Asked on 05 Jul 2020
How to determine which ETF is faring well? Do i just look at the dividend yield trend? very new to this and advice will be greatly appreciated!
For your question on how to determine which ETF is fairing well, you can look at the returns that can be found on the ETF website. S&P500 ETF will produce better returns than STI ETF even though the latter has higher dividend yield.
There are few reasons why I decided to use FSMOne’s ETF RSP instead of Kristal.AI even though the latter is free for the first US$50k are as follows.
Firstly, you can buy fractional shares using FSMOne’s ETF RSP but not Kristal.AI. With FSMOne’s ETF RSP, you can buy into VOO with just $50. On the other hand, Kristal.AI requires a minimum amount of 1 share to start their Systematic Investment Plan. What this means is that if VOO is getting more expensive every month, with FSMOne’s ETF RSP you will receive less fractional shares while you have to fork out more capital to own that minimum 1 share of VOO with Kristal.AI.

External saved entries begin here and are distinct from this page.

//! Direct (reciprocal velocity obstacle, ORCA-style) avoidance (§4.4.a).
//!
//! Agents never see each other directly; they enqueue `(position,
//! preferred_velocity)` against a single negotiator, which builds one
//! reciprocal half-plane per neighbor pair within `neighbor_dist` and solves
//! a small 2D linear program per agent for the velocity closest to its
//! preferred velocity that satisfies every induced half-plane. This
//! re-implements the published ORCA construction (ORCA half-plane per
//! neighbor, sequential half-plane-clipping LP with a worst-case-penetration
//! fallback) rather than linking a bit-compatible RVO2 library, per the
//! "Contract for implementers" note in §4.4.a.
//!
//! Every agent's half-planes this tick are built against a snapshot of the
//! *previous* tick's velocities (Jacobi-style simultaneous update), never
//! against another agent's velocity already recomputed earlier in the same
//! `step` call — the symmetry guarantee in §4.4.a only holds if both agents
//! in a pair solve against the same shared view of each other's velocity.

use std::collections::HashMap;

use crate::agent::AgentId;
use crate::math::Vec2;

use super::AgentView;

/// Tunable ORCA parameters (defaults per §4.4.a).
#[derive(Debug, Clone, Copy)]
pub struct DirectConfig {
    /// Simulation tick duration.
    pub time_step: f32,
    /// Neighbor search radius.
    pub neighbor_dist: f32,
    /// Maximum neighbors considered per agent.
    pub max_neighbors: usize,
    /// Time horizon used to build the agent-agent half-plane.
    pub time_horizon: f32,
}

impl Default for DirectConfig {
    fn default() -> Self {
        Self {
            time_step: 1.0 / 60.0,
            neighbor_dist: 50.0,
            max_neighbors: 10,
            time_horizon: 5.0,
        }
    }
}

/// A half-plane `{ v : (v - point) . normal >= 0 }` of permitted velocities.
#[derive(Debug, Clone, Copy)]
struct HalfPlane {
    point: Vec2,
    normal: Vec2,
}

impl HalfPlane {
    fn satisfies(&self, v: Vec2) -> bool {
        (v - self.point).dot(self.normal) >= -1e-5
    }
}

/// Per-tick statistics for the `Direct` strategy, additive diagnostics not
/// present in `spec.md`'s `MetricRecord` (see `SPEC_FULL.md` §3).
#[derive(Debug, Clone, Copy, Default)]
pub struct DirectTickStats {
    /// Number of agents whose LP was infeasible this tick and fell back to
    /// the worst-case-penetration solve.
    pub lp_fallback_count: u32,
}

/// The mediator-centric ORCA negotiator.
#[derive(Debug, Clone)]
pub struct DirectStrategy {
    config: DirectConfig,
    /// Registry of each participating agent's last chosen velocity, rebuilt
    /// lazily when the set of agents changes between ticks (§4.4.a: "Rebuild
    /// policy").
    registry: HashMap<AgentId, Vec2>,
    last_stats: DirectTickStats,
}

impl Default for DirectStrategy {
    fn default() -> Self {
        Self::new()
    }
}

impl DirectStrategy {
    /// Construct with default parameters.
    #[must_use]
    pub fn new() -> Self {
        Self {
            config: DirectConfig::default(),
            registry: HashMap::new(),
            last_stats: DirectTickStats::default(),
        }
    }

    /// Statistics recorded by the most recent [`DirectStrategy::step`] call.
    #[must_use]
    pub fn last_stats(&self) -> DirectTickStats {
        self.last_stats
    }

    pub(super) fn initialize(&mut self, tick_dt: f32, _agent_radius: f32, _max_speed: f32) {
        self.config.time_step = tick_dt;
        self.registry.clear();
    }

    fn rebuild_registry(&mut self, agents: &[AgentView], preferred: &[Vec2]) {
        let current_ids: std::collections::HashSet<AgentId> =
            agents.iter().map(|a| a.id).collect();
        self.registry.retain(|id, _| current_ids.contains(id));
        for (agent, pref) in agents.iter().zip(preferred) {
            self.registry.entry(agent.id).or_insert(*pref);
        }
    }

    pub(super) fn step(&mut self, agents: &[AgentView], preferred: &[Vec2]) -> Vec<Vec2> {
        if agents.is_empty() {
            self.last_stats = DirectTickStats::default();
            return Vec::new();
        }

        self.rebuild_registry(agents, preferred);

        // Snapshot every agent's velocity before this tick's solve. ORCA's
        // symmetry guarantee (every pair's half-planes are built from the
        // same prior-tick velocities) requires a Jacobi-style simultaneous
        // update: agent B's half-planes must see agent A's velocity as it
        // was before this tick, not A's already-recomputed velocity from
        // earlier in this same loop.
        let snapshot = self.registry.clone();

        let mut fallback_count = 0u32;
        let mut result = Vec::with_capacity(agents.len());
        let mut next_registry = HashMap::with_capacity(agents.len());

        for (i, agent) in agents.iter().enumerate() {
            let own_velocity = snapshot[&agent.id];

            // Gather up to `max_neighbors` closest agents within
            // `neighbor_dist`.
            let mut neighbors: Vec<(f32, &AgentView)> = agents
                .iter()
                .enumerate()
                .filter(|&(j, _)| j != i)
                .map(|(_, other)| (agent.position.distance_squared(other.position), other))
                .filter(|&(dist_sq, _)| dist_sq <= self.config.neighbor_dist * self.config.neighbor_dist)
                .collect();
            neighbors.sort_by(|a, b| a.0.partial_cmp(&b.0).unwrap());
            neighbors.truncate(self.config.max_neighbors);

            let planes: Vec<HalfPlane> = neighbors
                .iter()
                .map(|&(_, other)| {
                    self.orca_half_plane(
                        agent.position,
                        own_velocity,
                        agent.radius,
                        other.position,
                        snapshot[&other.id],
                        other.radius,
                    )
                })
                .collect();

            let optimal = preferred[i];
            let (velocity, used_fallback) = solve_velocity(&planes, optimal, agent.max_speed);
            if used_fallback {
                fallback_count += 1;
            }

            next_registry.insert(agent.id, velocity);
            result.push(velocity);
        }

        self.registry = next_registry;
        self.last_stats = DirectTickStats {
            lp_fallback_count: fallback_count,
        };
        result
    }

    /// Build the ORCA half-plane induced on `self` by `other`, following the
    /// published construction: a cutoff-circle projection when the relative
    /// velocity already points out of the combined radius cone within
    /// `time_horizon`, otherwise a leg projection.
    fn orca_half_plane(
        &self,
        pos_a: Vec2,
        vel_a: Vec2,
        radius_a: f32,
        pos_b: Vec2,
        vel_b: Vec2,
        radius_b: f32,
    ) -> HalfPlane {
        let relative_position = pos_b - pos_a;
        let relative_velocity = vel_a - vel_b;
        let dist_sq = relative_position.length_squared();
        let combined_radius = radius_a + radius_b;
        let combined_radius_sq = combined_radius * combined_radius;

        let u;
        if dist_sq > combined_radius_sq {
            // No collision yet: project relative velocity against the
            // velocity-obstacle cone scaled by `time_horizon`.
            let w = relative_velocity - relative_position / self.config.time_horizon;
            let w_length_sq = w.length_squared();
            let dot1 = w.dot(relative_position);

            if dot1 < 0.0 && dot1 * dot1 > combined_radius_sq * w_length_sq {
                // Closest point on the cutoff circle.
                let w_length = w_length_sq.sqrt();
                let unit_w = w / w_length;
                u = unit_w * (combined_radius / self.config.time_horizon - w_length);
            } else {
                // Closest point on one of the cone's legs.
                let leg = (dist_sq - combined_radius_sq).max(0.0).sqrt();
                let cross = relative_position.x * w.y - relative_position.y * w.x;
                let direction = if cross > 0.0 {
                    Vec2::new(
                        relative_position.x * leg - relative_position.y * combined_radius,
                        relative_position.x * combined_radius + relative_position.y * leg,
                    ) / dist_sq
                } else {
                    Vec2::new(
                        -(relative_position.x * leg + relative_position.y * combined_radius),
                        -(-relative_position.x * combined_radius + relative_position.y * leg),
                    ) / dist_sq
                };
                let dot2 = relative_velocity.dot(direction);
                u = direction * dot2 - relative_velocity;
            }
        } else {
            // Already colliding: push apart urgently, using the tick
            // duration instead of the time horizon.
            let w = relative_velocity - relative_position / self.config.time_step;
            let w_length = w.length().max(1e-5);
            let unit_w = w / w_length;
            u = unit_w * (combined_radius / self.config.time_step - w_length);
        }

        HalfPlane {
            point: vel_a + u * 0.5,
            normal: u.normalize_or_zero(),
        }
    }
}

/// Solve for the velocity closest to `optimal` (clamped to `max_speed`) that
/// satisfies every half-plane in `planes`, processed in order. When a plane
/// cannot be satisfied given the previously-accepted planes, fall back to
/// the velocity (within the speed disc) with the least total penetration
/// across all planes — an approximation of ORCA's 3-D feasibility LP.
fn solve_velocity(planes: &[HalfPlane], optimal: Vec2, max_speed: f32) -> (Vec2, bool) {
    let mut result = optimal.clamp_length(max_speed);

    for (i, plane) in planes.iter().enumerate() {
        if plane.satisfies(result) {
            continue;
        }
        match solve_line(&planes[..=i], i, optimal, max_speed) {
            Some(v) => result = v,
            None => return (fallback_velocity(planes, max_speed), true),
        }
    }

    (result, false)
}

/// 1D problem: find the point on the boundary line of `planes[line_no]`,
/// clipped by every earlier plane and the speed disc, that is closest to
/// `optimal`.
fn solve_line(planes: &[HalfPlane], line_no: usize, optimal: Vec2, max_speed: f32) -> Option<Vec2> {
    let plane = planes[line_no];
    let direction = plane.normal.perp();

    // Intersect the speed disc |v| <= max_speed with the line through
    // `plane.point` along `direction`; keep the [t_min, t_max] interval.
    let (mut t_min, mut t_max) = disc_clip(plane.point, direction, max_speed)?;

    for earlier in &planes[..line_no] {
        let denom = direction.dot(earlier.normal);
        let numer = (earlier.point - plane.point).dot(earlier.normal);
        if denom.abs() < 1e-9 {
            if numer > 0.0 {
                return None;
            }
            continue;
        }
        let t = numer / denom;
        if denom > 0.0 {
            t_min = t_min.max(t);
        } else {
            t_max = t_max.min(t);
        }
        if t_min > t_max {
            return None;
        }
    }

    // Closest point on the clipped segment to `optimal`.
    let t_proj = (optimal - plane.point).dot(direction);
    let t = t_proj.clamp(t_min, t_max);
    Some(plane.point + direction * t)
}

/// Interval of `t` along `point + direction * t` that stays within the
/// `max_speed` disc, or `None` if the line misses the disc entirely.
fn disc_clip(point: Vec2, direction: Vec2, max_speed: f32) -> Option<(f32, f32)> {
    // |point + direction * t|^2 <= max_speed^2, direction is a unit vector.
    let b = point.dot(direction);
    let c = point.length_squared() - max_speed * max_speed;
    let discriminant = b * b - c;
    if discriminant < 0.0 {
        return None;
    }
    let sqrt_d = discriminant.sqrt();
    Some((-b - sqrt_d, -b + sqrt_d))
}

/// Fallback when the sequential LP is infeasible: the candidate (among the
/// speed-disc-clamped optimal and each plane's boundary projection) with the
/// least total penetration across all planes.
fn fallback_velocity(planes: &[HalfPlane], max_speed: f32) -> Vec2 {
    let mut best = Vec2::ZERO;
    let mut best_penetration = f32::MAX;

    let mut candidates = vec![Vec2::ZERO];
    for plane in planes {
        candidates.push(plane.point.clamp_length(max_speed));
    }

    for candidate in candidates {
        let candidate = candidate.clamp_length(max_speed);
        let penetration: f32 = planes
            .iter()
            .map(|p| (-(candidate - p.point).dot(p.normal)).max(0.0))
            .sum();
        if penetration < best_penetration {
            best_penetration = penetration;
            best = candidate;
        }
    }

    best
}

Secondly, even though Kristal.AI offers zero commission for the first US$50k which can be quite enticing for many, their commission structure is different from each other. Kristal.AI charges investors based on AUM while FSMOne charges based on trades commission. In the long run, once US$50k is hit, Kristal.AI will be more expensive as one has to pay more in fees when their portfolio gets bigger. On the other hand, for FSMOne, since investors are charged by the order amount, the cost will be cheaper in terms of percentage over the total capital outlay in the long run.
You might argue that one should buy into Kristal.AI until it reaches US$50k and switch to other brokerages to continue their RSP but I believe in the long run and the convenience that one will have if they buy using FSMOne ETF RSP from the start. The deal breaker for myself is the minimum share of 1 for using Kristal.AI’s SIP in the sense that I have to fork out more capital if the share price goes up. I would rather own less of the shares than to fork out more cash.